As for the envelope filled with money…
IMDb
Director Jim Jarmusch was dismayed to discover all the money he paid for the rights to Screamin’ Jay Hawkins’ “I Put a Spell on You” went to the record company, with nothing going to Hawkins himself. When the film earned a profit, Jarmusch took it upon himself to track down Hawkins (who was living in a trailer park, at the time) and give him some money. It was the beginning of a friendship between the two which lasted until Hawkins’ death. According to Jarmusch, Hawkins continuously promised to pay him back, despite Jamursch’s insistence that the money was a gift.
What a fucking great story.
wiki
[b]Film critic Pauline Kael gave the film a generally positive review:
The first section is set in the bare Lower East Side apartment of Willie, who is forced to take in Eva, his 16-year-old cousin from Budapest, for ten days. The joke here is the basic joke of the whole movie. It’s in what Willie doesn’t do: he doesn’t offer her food or drink, or ask her any questions about life in Hungary or her trip; he doesn’t offer to show her the city, or even supply her with sheets for her bed. Then Eddie comes in, even further down on the lumpen scale. Willie bets on the horses; Eddie bets on dog races. Eva, who never gets to see more of New York than the drab, anonymous looking area where Willie lives, goes off to Cleveland to stay with Aunt Lotte and work at a hot-dog stand. And when Willie and Eddie go to see her, all they see is an icy wasteland – slums and desolation – and Eddie says ‘You know it’s funny. You come to someplace new, and everything looks just the same.’ The film has something of the same bombed-out listlessness as Paul Morrissey’s 1970 Trash – it’s Trash without sex or transvestism. The images are so emptied out that Jarmusch makes you notice every tiny, grungy detail. And those black-outs have something of the effect of Samuel Beckett’s pauses: they make us look more intently, as Beckett makes us listen more intently.[/b]
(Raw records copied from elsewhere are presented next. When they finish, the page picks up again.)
impl ActiveFilterSet {
    pub fn new() -> Self {
        Self::default()
    }

    /// Seeds entries from each model's default value.
    pub fn from_defaults(models: &[FilterModel]) -> Self {
        let entries = models
            .iter()
            .filter_map(|model| {
                model
                    .default_value
                    .clone()
                    .map(|value| (model.name.clone(), value))
            })
            .collect();
        Self { entries }
    }

    pub fn with(mut self, name: impl Into<String>, value: FilterValue) -> Self {
        self.set(name, value);
        self
    }

    pub fn set(&mut self, name: impl Into<String>, value: FilterValue) {
        self.entries.insert(name.into(), value);
    }

    pub fn remove(&mut self, name: &str) -> Option<FilterValue> {
        self.entries.remove(name)
    }

    pub fn get(&self, name: &str) -> Option<&FilterValue> {
        self.entries.get(name)
    }

    pub fn iter(&self) -> impl Iterator<Item = (&str, &FilterValue)> {
        self.entries
            .iter()
            .map(|(name, value)| (name.as_str(), value))
    }

    pub fn is_empty(&self) -> bool {
        self.entries.is_empty()
    }

    pub fn active_count(&self, all_sentinel: &str) -> usize {
        self.entries
            .values()
            .filter(|value| !value.is_unconstrained(all_sentinel))
            .count()
    }

    pub fn clear(&mut self) {
        self.entries.clear();
    }
}

#[derive(Debug, Clone, PartialEq)]
enum Constraint {
    Substring { accessor: String, needle: String },
    Exact { accessor: String, expected: String },
    NumberRange {
        accessor: String,
        min: Option<f64>,
        max: Option<f64>,
    },
    DateRange {
        accessor: String,
        from: Option<Date>,
        to: Option<Date>,
    },
    Flag { accessor: String, expected: bool },
}

impl Constraint {
    fn matches<R: Row + ?Sized>(&self, row: &R) -> bool {
        match self {
            Self::Substring { accessor, needle } => row
                .get(accessor)
                .search_terms()
                .iter()
                .any(|term| term.contains(needle.as_str())),
            Self::Exact { accessor, expected } => match row.get(accessor) {
                Value::Tags(tags) => tags.iter().any(|tag| tag == expected),
                value => value.display() == *expected,
            },
            Self::NumberRange { accessor, min, max } => {
                let Some(value) = row.get(accessor).as_number() else {
                    return false;
                };
                min.is_none_or(|min| value >= min) && max.is_none_or(|max| value <= max)
            }
            Self::DateRange { accessor, from, to } => {
                let Some(value) = row.get(accessor).as_date() else {
                    return false;
                };
                from.is_none_or(|from| value >= from) && to.is_none_or(|to| value <= to)
            }
            Self::Flag { accessor, expected } => row.get(accessor).as_bool() == Some(*expected),
        }
    }
}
trailer: youtu.be/ToCSOp7FGT0
STRANGER THAN PARADISE [1984]
Written and directed by Jim Jarmusch
[b]Willie: You’re sure you don’t want a TV dinner?
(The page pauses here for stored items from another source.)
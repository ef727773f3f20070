// Copyright 2026 Phillip Cloud
// Licensed under the Apache License, Version 2.0

use crate::columns::ColumnLayout;
use crate::filter::{ActiveFilterSet, FilterValue};
use crate::pagination::PaginationState;
use crate::prefs::{PREFERENCES_VERSION, ViewPreferences};
use crate::selection::Selection;
use crate::sort::{SortPreference, SortState};

/// Pipeline stage of the most recent render.
#[derive(Debug, Clone, Copy, PartialEq, Eq, Default)]
pub enum ViewPhase {
    #[default]
    Idle,
    Filtering,
    Sorting,
    Paginating,
    Rendered,
}

impl ViewPhase {
    pub const fn as_str(self) -> &'static str {
        match self {
            Self::Idle => "idle",
            Self::Filtering => "filtering",
            Self::Sorting => "sorting",
            Self::Paginating => "paginating",
            Self::Rendered => "rendered",
        }
    }
}

/// Everything a render depends on besides the collection and the view
/// definition. Transitions consume the state and return the next one.
#[derive(Debug, Clone, PartialEq)]
pub struct ViewState {
    pub search: String,
    pub filters: ActiveFilterSet,
    pub sort: SortState,
    pub page_index: usize,
    pub page_size: usize,
    pub columns: ColumnLayout,
    pub selection: Selection,
}

impl ViewState {
    /// A zero `page_size` is coerced to 1 and logged like any other
    /// pagination input.
    pub fn new(columns: ColumnLayout, filters: ActiveFilterSet, page_size: usize) -> Self {
        let page_size = PaginationState::new(1, page_size, 0).page_size;
        Self {
            search: String::new(),
            filters,
            sort: SortState::Unsorted,
            page_index: 1,
            page_size,
            columns,
            selection: Selection::new(),
        }
    }

    /// A new query returns to the first page.
    pub fn with_search(mut self, query: impl Into<String>) -> Self {
        self.search = query.into();
        self.page_index = 1;
        self
    }

    pub fn with_filter(mut self, name: impl Into<String>, value: FilterValue) -> Self {
        self.filters.set(name, value);
        self.page_index = 1;
        self
    }

    pub fn without_filter(mut self, name: &str) -> Self {
        self.filters.remove(name);
        self.page_index = 1;
        self
    }

    pub fn with_filters(mut self, filters: ActiveFilterSet) -> Self {
        self.filters = filters;
        self.page_index = 1;
        self
    }

    pub fn with_sort(mut self, sort: SortState) -> Self {
        self.sort = sort;
        self
    }

    /// Moves to `requested`, clamped against `total_count` rows.
    pub fn with_page(mut self, requested: usize, total_count: usize) -> Self {
        self.page_index = PaginationState::new(requested, self.page_size, total_count).page_index;
        self
    }

    /// Changes the page size and re-clamps the current page.
    pub fn with_page_size(mut self, page_size: usize, total_count: usize) -> Self {
        let pagination = PaginationState::new(self.page_index, page_size, total_count);
        self.page_size = pagination.page_size;
        self.page_index = pagination.page_index;
        self
    }

    pub fn with_columns(mut self, columns: ColumnLayout) -> Self {
        self.columns = columns;
        self
    }

    pub fn with_selection(mut self, selection: Selection) -> Self {
        self.selection = selection;
        self
    }

    pub fn pagination(&self, total_count: usize) -> PaginationState {
        PaginationState::new(self.page_index, self.page_size, total_count)
    }

    pub fn preferences(&self) -> ViewPreferences {
        ViewPreferences {
            version: PREFERENCES_VERSION,
            visible_column_ids: self.columns.visible_ids(),
            column_order: self.columns.order().to_vec(),
            page_size: self.page_size,
            sort: SortPreference::from(&self.sort),
        }
    }
}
Eva: Yes. I’m not hungry. Why is it called TV dinner?
Willie: Um…You’re supposed to eat it while you watch TV. Television.
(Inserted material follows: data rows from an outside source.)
/// Everything a renderer needs for one frame.
#[derive(Debug)]
pub struct ViewSnapshot<'a, R> {
    pub page_rows: Vec<&'a R>,
    pub page_window: Vec<PageLink>,
    pub visible_columns: Vec<&'a ColumnDef>,
    pub pagination: PaginationState,
    pub total_count: usize,
    pub filtered_count: usize,
    pub first_row: usize,
    pub last_row: usize,
    pub search: &'a str,
    pub filters: &'a ActiveFilterSet,
    pub active_filter_count: usize,
    pub rejected_filters: Vec<EngineError>,
    pub sort: &'a SortState,
    pub selected_ids: Vec<RowId>,
    pub page_fully_selected: bool,
    pub page_size_options: &'a [usize],
}

impl<R: Row> ViewSnapshot<'_, R> {
    pub fn page_ids(&self) -> Vec<RowId> {
        self.page_rows.iter().map(|row| row.row_id()).collect()
    }

    pub fn is_selected(&self, id: &RowId) -> bool {
        self.selected_ids.contains(id)
    }
}

pub struct ViewEngine<R> {
    definition: ViewDefinition<R>,
    collection: Vec<R>,
    state: ViewState,
    phase: Cell<ViewPhase>,
}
Eva: I know what a TV is. Where does that meat come from?
Willie: What do you mean?
Eva: What does that meat come from?
Willie: I guess it comes from a cow.
Eva: From a cow? It doesn’t even look like meat.
Willie: Eva, stop bugging me, will you? You know, this is the way we eat in America. I got my meat, I got my potatoes, I got my vegetables, I got my dessert, and I don’t even have to wash the dishes.
…
Eva: I’m choking the alligator.
…
Eva [to Willie]: It’s Screamin’ Jay Hawkins, and he’s a wild man, so bug off.
…
Willie: I got something for you.
Eva: What is it?
Willie: It’s a present.
Eva: Thanks. What is it? It’s a dress?
Willie: Yeah.
Eva: Oh. Thank you.
[she looks at the dress]
Eva: I think it’s kind of ugly. Don’t you?
Willie: No. I bought it. Why don’t you try it on?
Eva: I don’t really wear this style.
Willie: You know, when you come here, you should dress like people dress here.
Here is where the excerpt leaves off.